El Tribunal Superior de Justícia de Catalunya ha decidido condenar a dos años de inhabilitación al expresident de la Generalitat Artur Mas y a penas ligeramente inferiores a la exvicepresidenta Joana Ortega y la exconsellera d'Ensenyament Irene Rigau por la votación del 9-N del 2014. El fallo, adoptado por unanimidad de los tres magistrados, supone aceptar una parte del argumentario del Ministerio Fiscal –el que afecta a la inhabilitación, en la banda más baja de las penas– y descartar el que comportaba las penas más altas para los tres acusados por el delito de prevaricación. Pero es obvio que esta sentencia no puede ser analizada ni exclusivamente ni prioritariamente en base a la petición del Ministerio Fiscal, sobre la que volveré más adelante. Sino que lo que ha estado a debate desde el primer día, y fue el meollo del juicio del 9-N, sigue siendo el punto central tras el fallo: ¿Cómo puede juzgarse y ahora además condenarse por la colocación de unas urnas de cartón en un proceso participativo no vinculante? ¿Es asumible una calidad tan baja de la democracia como la que se pone de relieve en el Estado español?

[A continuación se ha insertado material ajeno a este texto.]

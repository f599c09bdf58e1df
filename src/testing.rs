//! Shared fixtures for unit tests.

use std::sync::atomic::{AtomicUsize, Ordering};
use std::sync::Arc;

use serde_json::json;

use crate::engine::PluginContext;
use crate::plugins::{
    BundleManifest, ParamDescriptor, Params, ParamsConfig, PluginRegistry, SongPlugin,
    WidgetDescriptor, WidgetType,
};
use crate::song::Song;

/// Counts calls and stamps songs so tests can see whether plugin code ran.
#[derive(Default)]
pub struct Recording {
    pub params_calls: AtomicUsize,
    pub run_calls: AtomicUsize,
    /// `params` fails once it has succeeded this many times.
    pub params_limit: Option<usize>,
}

impl Recording {
    pub fn with_params_limit(limit: usize) -> Self {
        Self {
            params_limit: Some(limit),
            ..Self::default()
        }
    }

    pub fn calls(&self) -> usize {
        self.params_calls.load(Ordering::SeqCst) + self.run_calls.load(Ordering::SeqCst)
    }
}

impl SongPlugin for Recording {
    fn provider_id(&self) -> &str {
        "test"
    }
    fn plugin_id(&self) -> &str {
        "recording"
    }
    fn params(&self, _: &Song, _: &PluginContext) -> anyhow::Result<ParamsConfig> {
        let previous = self.params_calls.fetch_add(1, Ordering::SeqCst);
        if self.params_limit.is_some_and(|limit| previous >= limit) {
            anyhow::bail!("schema no longer available");
        }
        let mut config = ParamsConfig::new();
        config.insert(
            "amount".to_string(),
            ParamDescriptor::new("Amount", 1, WidgetDescriptor::new(WidgetType::SliderNumber)),
        );
        Ok(config)
    }
    fn run(&self, song: &mut Song, params: &Params, _: &PluginContext) -> anyhow::Result<()> {
        let run = self.run_calls.fetch_add(1, Ordering::SeqCst) + 1;
        let amount = params
            .get("amount")
            .and_then(rmpv::Value::as_i64)
            .unwrap_or(0);
        song.set("amount", amount);
        song.set("runs", run as u64);
        Ok(())
    }
}

/// Fails both phases, by error or by panic.
pub struct Faulty {
    pub panics: bool,
}

impl SongPlugin for Faulty {
    fn provider_id(&self) -> &str {
        "test"
    }
    fn plugin_id(&self) -> &str {
        "faulty"
    }
    fn params(&self, _: &Song, _: &PluginContext) -> anyhow::Result<ParamsConfig> {
        if self.panics {
            panic!("secret init detail");
        }
        anyhow::bail!("secret init detail")
    }
    fn run(&self, _: &mut Song, _: &Params, _: &PluginContext) -> anyhow::Result<()> {
        if self.panics {
            panic!("secret run detail");
        }
        anyhow::bail!("secret run detail")
    }
}

/// Asks the caller for its extensions and writes the answer into the song.
pub struct Extensions;

impl SongPlugin for Extensions {
    fn provider_id(&self) -> &str {
        "test"
    }
    fn plugin_id(&self) -> &str {
        "extensions"
    }
    fn run(&self, song: &mut Song, _: &Params, ctx: &PluginContext) -> anyhow::Result<()> {
        let reply = ctx.available_extensions()?;
        song.set("extensions", reply);
        Ok(())
    }
}

/// Registry of `recording`, `faulty` and `extensions`, in that order.
pub fn registry(recording: Arc<Recording>) -> Arc<PluginRegistry> {
    let plugins: Vec<Arc<dyn SongPlugin>> = vec![
        recording,
        Arc::new(Faulty { panics: false }),
        Arc::new(Extensions),
    ];
    let manifest = BundleManifest::from_value(json!({
        "plugins": [
            { "providerId": "test", "pluginId": "recording", "pluginDisplayName": "Recording" },
            { "providerId": "test", "pluginId": "faulty", "pluginDisplayName": "Faulty" },
            { "providerId": "test", "pluginId": "extensions", "pluginDisplayName": "Extensions" },
        ]
    }))
    .unwrap();
    Arc::new(PluginRegistry::register(plugins, manifest).unwrap())
}

/// Encode a song with a single `title` field.
pub fn titled_song(title: &str) -> Vec<u8> {
    let mut song = Song::new();
    song.set("title", title);
    song.to_bytes().unwrap()
}
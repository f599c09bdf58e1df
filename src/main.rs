use std::path::{Path, PathBuf};
use std::sync::Arc;

use anyhow::Context;
use clap::{Parser, Subcommand};
use tracing::info;
use tracing_subscriber::EnvFilter;

use tuneflow_devkit::gateway::{runner, Debugger};
use tuneflow_devkit::plugins::{
    BundleManifest, HelloWorldPlugin, PluginIdentity, PluginRegistry, SongPlugin,
    HELLO_WORLD_BUNDLE,
};
use tuneflow_devkit::{DevkitConfig, DispatcherOptions, ExecutionEngine, JobDispatcher};

#[derive(Parser)]
#[command(name = "tuneflow-devkit")]
#[command(about = "Debug and serve TuneFlow song-transform plugins", long_about = None)]
struct Cli {
    /// Emit logs as JSON lines
    #[arg(long, global = true)]
    log_json: bool,

    #[command(subcommand)]
    command: Option<Commands>,
}

#[derive(Subcommand)]
enum Commands {
    /// Serve the bundle over stateless HTTP routes
    Runner {
        /// Bundle manifest (defaults to the built-in bundle)
        #[arg(short, long)]
        bundle: Option<PathBuf>,
        /// Config file (defaults to ~/.tuneflow-devkit/config.json)
        #[arg(short, long)]
        config: Option<PathBuf>,
        /// Route prefix
        #[arg(long)]
        prefix: Option<String>,
        #[arg(short, long)]
        port: Option<u16>,
    },
    /// Debug one plugin over a WebSocket session
    Debugger {
        #[arg(short, long)]
        bundle: Option<PathBuf>,
        /// Plugin to debug as provider/plugin (defaults to the first in the bundle)
        #[arg(long)]
        plugin: Option<String>,
        #[arg(short, long)]
        config: Option<PathBuf>,
        #[arg(short, long)]
        port: Option<u16>,
    },
    /// Check a bundle manifest against the built-in plugins
    Validate {
        #[arg(short, long)]
        bundle: Option<PathBuf>,
    },
    /// Show version information
    Version,
}

#[tokio::main]
async fn main() -> anyhow::Result<()> {
    dotenvy::dotenv().ok();
    let cli = Cli::parse();
    init_logging(cli.log_json);

    match cli.command {
        Some(Commands::Version) | None => {
            println!("tuneflow-devkit {}", env!("CARGO_PKG_VERSION"));
        }
        Some(Commands::Validate { bundle }) => {
            let registry = load_registry(bundle.as_deref())?;
            for entry in registry.entries() {
                println!("ok  {}/{}", entry.info.provider_id, entry.info.plugin_id);
            }
            println!("{} plugin(s) validated", registry.len());
        }
        Some(Commands::Runner {
            bundle,
            config,
            prefix,
            port,
        }) => {
            let mut config = DevkitConfig::load(config.as_deref())?;
            if let Some(prefix) = prefix {
                config.path_prefix = prefix;
            }
            if let Some(port) = port {
                config.port = port;
            }

            let dispatcher = build_dispatcher(bundle.as_deref(), &config)?;
            runner::serve(dispatcher, &config, shutdown_signal())
                .await
                .context("Runner failed")?;
        }
        Some(Commands::Debugger {
            bundle,
            plugin,
            config,
            port,
        }) => {
            let mut config = DevkitConfig::load(config.as_deref())?;
            if let Some(port) = port {
                config.port = port;
            }
            let selected = plugin
                .map(|p| p.parse::<PluginIdentity>())
                .transpose()?;

            let dispatcher = build_dispatcher(bundle.as_deref(), &config)?;
            let debugger = Debugger::new(dispatcher, selected.as_ref(), &config)?;
            debugger
                .serve(&config, shutdown_signal())
                .await
                .context("Debugger failed")?;
        }
    }

    Ok(())
}

fn init_logging(json: bool) {
    let filter = EnvFilter::try_from_default_env().unwrap_or_else(|_| EnvFilter::new("info"));
    if json {
        tracing_subscriber::fmt()
            .json()
            .with_env_filter(filter)
            .init();
    } else {
        tracing_subscriber::fmt().with_env_filter(filter).init();
    }
}

/// Plugins compiled into this binary.
fn builtin_plugins() -> Vec<Arc<dyn SongPlugin>> {
    vec![Arc::new(HelloWorldPlugin)]
}

fn load_registry(bundle: Option<&Path>) -> anyhow::Result<PluginRegistry> {
    let manifest = match bundle {
        Some(path) => BundleManifest::load(path)?,
        None => BundleManifest::from_json_str(HELLO_WORLD_BUNDLE)?,
    };
    PluginRegistry::register(builtin_plugins(), manifest).context("Bundle validation failed")
}

fn build_dispatcher(bundle: Option<&Path>, config: &DevkitConfig) -> anyhow::Result<JobDispatcher> {
    let registry = Arc::new(load_registry(bundle)?);
    let engine = ExecutionEngine::new(config.max_workers);
    info!(
        plugins = registry.len(),
        workers = engine.max_workers(),
        "Bundle loaded"
    );
    let options = DispatcherOptions::from_config(config)?;
    Ok(JobDispatcher::new(registry, engine, options))
}

async fn shutdown_signal() {
    if tokio::signal::ctrl_c().await.is_ok() {
        info!("Shutting down");
    }
}
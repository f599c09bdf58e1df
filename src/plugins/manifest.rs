//! Bundle manifest loading for the TuneFlow DevKit
//!
//! A bundle is one or more plugins shipped together. Their display metadata
//! lives in a `bundle.json` manifest next to the code:
//!
//! ```json
//! {
//!   "plugins": [
//!     {
//!       "providerId": "andantei",
//!       "pluginId": "hello-world",
//!       "providerDisplayName": "Andantei",
//!       "pluginDisplayName": { "en": "Hello World", "zh": "你好世界" },
//!       "pluginDescription": { "en": "Does nothing, politely" },
//!       "version": "1.0.0",
//!       "triggers": [{ "type": "song" }]
//!     }
//!   ]
//! }
//! ```
//!
//! The raw document is kept verbatim so `plugin-bundle-info` can serve it
//! unchanged; typed entries are used for validation and display.

use std::fs;
use std::path::Path;

use serde::{Deserialize, Serialize};
use serde_json::{Map, Value};

use crate::error::{DevkitError, Result};
use crate::utils::translate::{translate, LabelText};

/// Metadata of one plugin as declared in the manifest.
#[derive(Debug, Clone, PartialEq, Serialize, Deserialize)]
#[serde(rename_all = "camelCase")]
pub struct PluginInfo {
    pub provider_id: String,
    pub plugin_id: String,

    #[serde(default = "empty_label")]
    pub provider_display_name: LabelText,

    #[serde(default = "empty_label")]
    pub plugin_display_name: LabelText,

    #[serde(default)]
    pub plugin_description: Option<LabelText>,

    /// Any other manifest fields (version, triggers, options...).
    #[serde(flatten)]
    pub extra: Map<String, Value>,
}

fn empty_label() -> LabelText {
    LabelText::Plain(String::new())
}

impl PluginInfo {
    pub fn matches(&self, provider_id: &str, plugin_id: &str) -> bool {
        self.provider_id == provider_id && self.plugin_id == plugin_id
    }
}

#[derive(Deserialize)]
struct ManifestDoc {
    plugins: Vec<PluginInfo>,
}

/// A parsed bundle manifest.
#[derive(Debug, Clone)]
pub struct BundleManifest {
    raw: Value,
    plugins: Vec<PluginInfo>,
}

impl BundleManifest {
    /// Read and parse a manifest file.
    pub fn load(path: &Path) -> Result<Self> {
        let content = fs::read_to_string(path).map_err(|e| {
            DevkitError::Config(format!(
                "Failed to read bundle manifest {}: {}",
                path.display(),
                e
            ))
        })?;
        Self::from_json_str(&content)
    }

    pub fn from_json_str(content: &str) -> Result<Self> {
        let raw: Value = serde_json::from_str(content)?;
        Self::from_value(raw)
    }

    pub fn from_value(raw: Value) -> Result<Self> {
        if raw.get("plugins").is_none() {
            return Err(DevkitError::Config(
                "Bundle manifest must contain a 'plugins' list".to_string(),
            ));
        }
        let doc: ManifestDoc = serde_json::from_value(raw.clone())?;
        Ok(Self {
            raw,
            plugins: doc.plugins,
        })
    }

    /// The manifest exactly as it was read.
    pub fn raw(&self) -> &Value {
        &self.raw
    }

    /// Entries in manifest order.
    pub fn plugins(&self) -> &[PluginInfo] {
        &self.plugins
    }

    /// First entry matching the identity, if any.
    pub fn find(&self, provider_id: &str, plugin_id: &str) -> Option<&PluginInfo> {
        self.plugins
            .iter()
            .find(|info| info.matches(provider_id, plugin_id))
    }
}

/// Render the plugin info banner shown when a debug session starts.
pub fn describe_plugin(info: &PluginInfo, locale: &str) -> String {
    let header = translate(
        &LabelText::localized([
            ("en", "============= Plugin Info ============="),
            ("zh", "=============== 插件信息 ==============="),
        ]),
        locale,
    );
    let description = info
        .plugin_description
        .as_ref()
        .map(|d| translate(d, locale))
        .unwrap_or_else(|| "None".to_string());

    [
        header,
        format!("Provider ID: {}", info.provider_id),
        format!(
            "Provider Name: {}",
            translate(&info.provider_display_name, locale)
        ),
        format!("Plugin ID: {}", info.plugin_id),
        format!(
            "Plugin Name: {}",
            translate(&info.plugin_display_name, locale)
        ),
        format!("Plugin Description: {}", description),
        "=======================================".to_string(),
    ]
    .join("\n")
}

Porque, al final, la sentencia tiene un punto entre bochornoso y humillante y no precisamente para los tres acusados. Lo es, sobre todo, para los que han intentado y, en buena medida, han conseguido llegar a este desenlace. Y una vergüenza para los que han pretendido doblar al independentismo catalán a través del uso irregular de los poderes del Estado, de una permanente judicialización de la vida política catalana y de la persecución de aquella gente que, sencillamente, pensaba diferente. Si lo que se buscaba era un titular condenatorio del president Mas es obvio que se ha conseguido. Pero me temo que ese, siendo importante, no era el único objetivo, sino que había otros dos aspectos igualmente importantes. Un intento de hacer descarrilar el referéndum, cuya celebración el president de la Generalitat, Carles Puigdemont, y el Govern tienen comprometido para antes de que finalice el mes de septiembre y lanzar un aviso a navegantes a todo el independentismo para los próximos que intenten seguir por este camino. Un aviso que va más allá de políticos y cargos públicos y que también pretende atemorizar a la ciudadanía defensora de la consulta.

Ninguno de los dos objetivos tiene visos de prosperar. En todo caso, el margen de Puigdemont y Junqueras para tratar de evitar el referéndum, si ese fuera hipotéticamente su deseo, la sentencia no hace sino extinguirlo. Nadie del Govern tiene margen para dar un paso atrás dada la furibunda reacción del Estado, que ha llegado a plantear la aplicación no sólo del artículo 155 de la Constitución –la supresión de la autonomía– sino la proclamación del estado de excepción. Una de las cosas que aún no se han entendido fuera de Catalunya es el efecto que tienen este tipo de sentencias y que es justamente el contrario al que se lee desde Madrid.

Y un último apunte respecto a la petición del Ministerio Fiscal por el caso 9-N. Más allá de la brillante exposición del fiscal Emilio Sánchez-Ulled durante todos los días del juicio, el revolcón de la sala a sus peticiones –por la relevancia del caso, seguramente también a las peticiones de la Fiscalia General del Estado– es importante. Que la sentencia sea a todas luces injusta no obvia el papel de la Fiscalia. Amortizado como está el paso que vendrá ahora por el Tribunal Supremo, habrá que esperar a la posición de la justicia europea que, aunque lenta, dirá la última palabra. Y que no pocos juristas dudan que será, llegado el caso, absolutoria.